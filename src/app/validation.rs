use std::marker::PhantomData;
use std::sync::{Arc, LazyLock};

use async_trait::async_trait;
use regex::Regex;
use rust_decimal::Decimal;
use serde::{Deserialize, Serialize};

use crate::app::pagination::{MAX_PAGE, MAX_PAGE_SIZE, PageRequest};
use crate::app::result::{AppResult, Failure};

/// Largest amount a numeric(18, 2) column holds.
pub fn max_money() -> Decimal {
    Decimal::new(999_999_999_999_999_999, 2)
}

static EMAIL_RE: LazyLock<Regex> =
    LazyLock::new(|| Regex::new(r"^[^@\s]+@[^@\s]+\.[^@\s]+$").unwrap());

#[derive(Debug, Clone, PartialEq, Eq, Serialize, Deserialize)]
pub struct Violation {
    pub field: String,
    pub message: String,
}

impl Violation {
    pub fn new(field: &str, message: impl Into<String>) -> Self {
        Self {
            field: field.to_string(),
            message: message.into(),
        }
    }
}

/// Violation messages joined with "; ", in the order they were reported.
pub fn join(violations: &[Violation]) -> String {
    violations
        .iter()
        .map(|v| v.message.as_str())
        .collect::<Vec<_>>()
        .join("; ")
}

/// Accumulates synchronous field rules.
#[derive(Debug, Default)]
pub struct Rules {
    violations: Vec<Violation>,
}

impl Rules {
    pub fn new() -> Self {
        Self::default()
    }

    pub fn push(&mut self, field: &str, message: impl Into<String>) {
        self.violations.push(Violation::new(field, message));
    }

    /// Records `message` unless `ok` holds. Returns `ok`.
    pub fn check(&mut self, ok: bool, field: &str, message: impl Into<String>) -> bool {
        if !ok {
            self.push(field, message);
        }
        ok
    }

    pub fn required(&mut self, field: &str, value: &str, label: &str) -> bool {
        self.check(!value.trim().is_empty(), field, format!("{label} is required."))
    }

    pub fn max_len(&mut self, field: &str, value: &str, max: usize, label: &str) -> bool {
        self.check(
            value.chars().count() <= max,
            field,
            format!("{label} must not exceed {max} characters."),
        )
    }

    /// Required, and at most `max` characters once trimmed.
    pub fn text(&mut self, field: &str, value: &str, max: usize, label: &str) -> bool {
        self.required(field, value, label) && self.max_len(field, value.trim(), max, label)
    }

    pub fn optional_text(&mut self, field: &str, value: Option<&str>, max: usize, label: &str) -> bool {
        value.is_none_or(|v| self.max_len(field, v, max, label))
    }

    pub fn email(&mut self, field: &str, value: &str) -> bool {
        self.required(field, value, "Email")
            && self.max_len(field, value.trim(), 255, "Email")
            && self.check(EMAIL_RE.is_match(value.trim()), field, "Email is not a valid address.")
    }

    pub fn one_of(&mut self, field: &str, value: &str, allowed: &[&str], label: &str) -> bool {
        self.check(
            allowed.contains(&value),
            field,
            format!("{label} must be one of: {}.", allowed.join(", ")),
        )
    }

    /// Non-negative and within numeric(18, 2) once rounded to cents.
    pub fn money(&mut self, field: &str, value: Decimal, label: &str) -> bool {
        self.check(value >= Decimal::ZERO, field, format!("{label} must not be negative."))
            && self.check(
                value.round_dp(2) <= max_money(),
                field,
                format!("{label} must not exceed {}.", max_money()),
            )
    }

    pub fn page(&mut self, page: &PageRequest) {
        if self.check(page.page >= 1, "page", "Page number must be greater than 0.") {
            self.check(
                page.page <= MAX_PAGE,
                "page",
                format!("Page number must not exceed {MAX_PAGE}."),
            );
        }
        self.check(
            (1..=MAX_PAGE_SIZE).contains(&page.page_size),
            "page_size",
            format!("Page size must be between 1 and {MAX_PAGE_SIZE}."),
        );
    }

    pub fn is_empty(&self) -> bool {
        self.violations.is_empty()
    }

    pub fn into_violations(self) -> Vec<Violation> {
        self.violations
    }
}

/// A rule set for one request type. Validators only read.
#[async_trait]
pub trait Validator<R>: Send + Sync {
    async fn validate(&self, request: &R) -> AppResult<Vec<Violation>>;
}

/// Runs every validator and collects all violations before deciding.
pub async fn run<R: Sync>(validators: &[Arc<dyn Validator<R>>], request: &R) -> AppResult<()> {
    let mut violations = Vec::new();
    for validator in validators {
        violations.extend(validator.validate(request).await?);
    }

    if violations.is_empty() {
        Ok(())
    } else {
        tracing::debug!(count = violations.len(), "Request rejected by validation");
        Err(Failure::Validation(violations))
    }
}

/// Queries that list rows page by page.
pub trait Paginated {
    fn page(&self) -> &PageRequest;
}

/// Checks page bounds of any paginated query.
pub struct PageValidator<R>(PhantomData<fn(&R)>);

impl<R> PageValidator<R> {
    pub fn new() -> Self {
        Self(PhantomData)
    }
}

impl<R> Default for PageValidator<R> {
    fn default() -> Self {
        Self::new()
    }
}

#[async_trait]
impl<R: Paginated + Sync> Validator<R> for PageValidator<R> {
    async fn validate(&self, request: &R) -> AppResult<Vec<Violation>> {
        let mut rules = Rules::new();
        rules.page(request.page());
        Ok(rules.into_violations())
    }
}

***

**TASK GOAL:**
From the data above, output only the lines between the line containing "pub fn max_len(&mut" and the line containing "self.violations.is_empty()", inclusive, exactly as written.

**THE COMPLETED TASK:**
    pub fn max_len(&mut self, field: &str, value: &str, max: usize, label: &str) -> bool {
        self.check(
            value.chars().count() <= max,
            field,
            format!("{label} must not exceed {max} characters."),
        )
    }

    /// Required, and at most `max` characters once trimmed.
    pub fn text(&mut self, field: &str, value: &str, max: usize, label: &str) -> bool {
        self.required(field, value, label) && self.max_len(field, value.trim(), max, label)
    }

    pub fn optional_text(&mut self, field: &str, value: Option<&str>, max: usize, label: &str) -> bool {
        value.is_none_or(|v| self.max_len(field, v, max, label))
    }

    pub fn email(&mut self, field: &str, value: &str) -> bool {
        self.required(field, value, "Email")
            && self.max_len(field, value.trim(), 255, "Email")
            && self.check(EMAIL_RE.is_match(value.trim()), field, "Email is not a valid address.")
    }

    pub fn one_of(&mut self, field: &str, value: &str, allowed: &[&str], label: &str) -> bool {
        self.check(
            allowed.contains(&value),
            field,
            format!("{label} must be one of: {}.", allowed.join(", ")),
        )
    }

    /// Non-negative and within numeric(18, 2) once rounded to cents.
    pub fn money(&mut self, field: &str, value: Decimal, label: &str) -> bool {
        self.check(value >= Decimal::ZERO, field, format!("{label} must not be negative."))
            && self.check(
                value.round_dp(2) <= max_money(),
                field,
                format!("{label} must not exceed {}.", max_money()),
            )
    }

    pub fn page(&mut self, page: &PageRequest) {
        if self.check(page.page >= 1, "page", "Page number must be greater than 0.") {
            self.check(
                page.page <= MAX_PAGE,
                "page",
                format!("Page number must not exceed {MAX_PAGE}."),
            );
        }
        self.check(
            (1..=MAX_PAGE_SIZE).contains(&page.page_size),
            "page_size",
            format!("Page size must be between 1 and {MAX_PAGE_SIZE}."),
        );
    }

    pub fn is_empty(&self) -> bool {
        self.violations.is_empty()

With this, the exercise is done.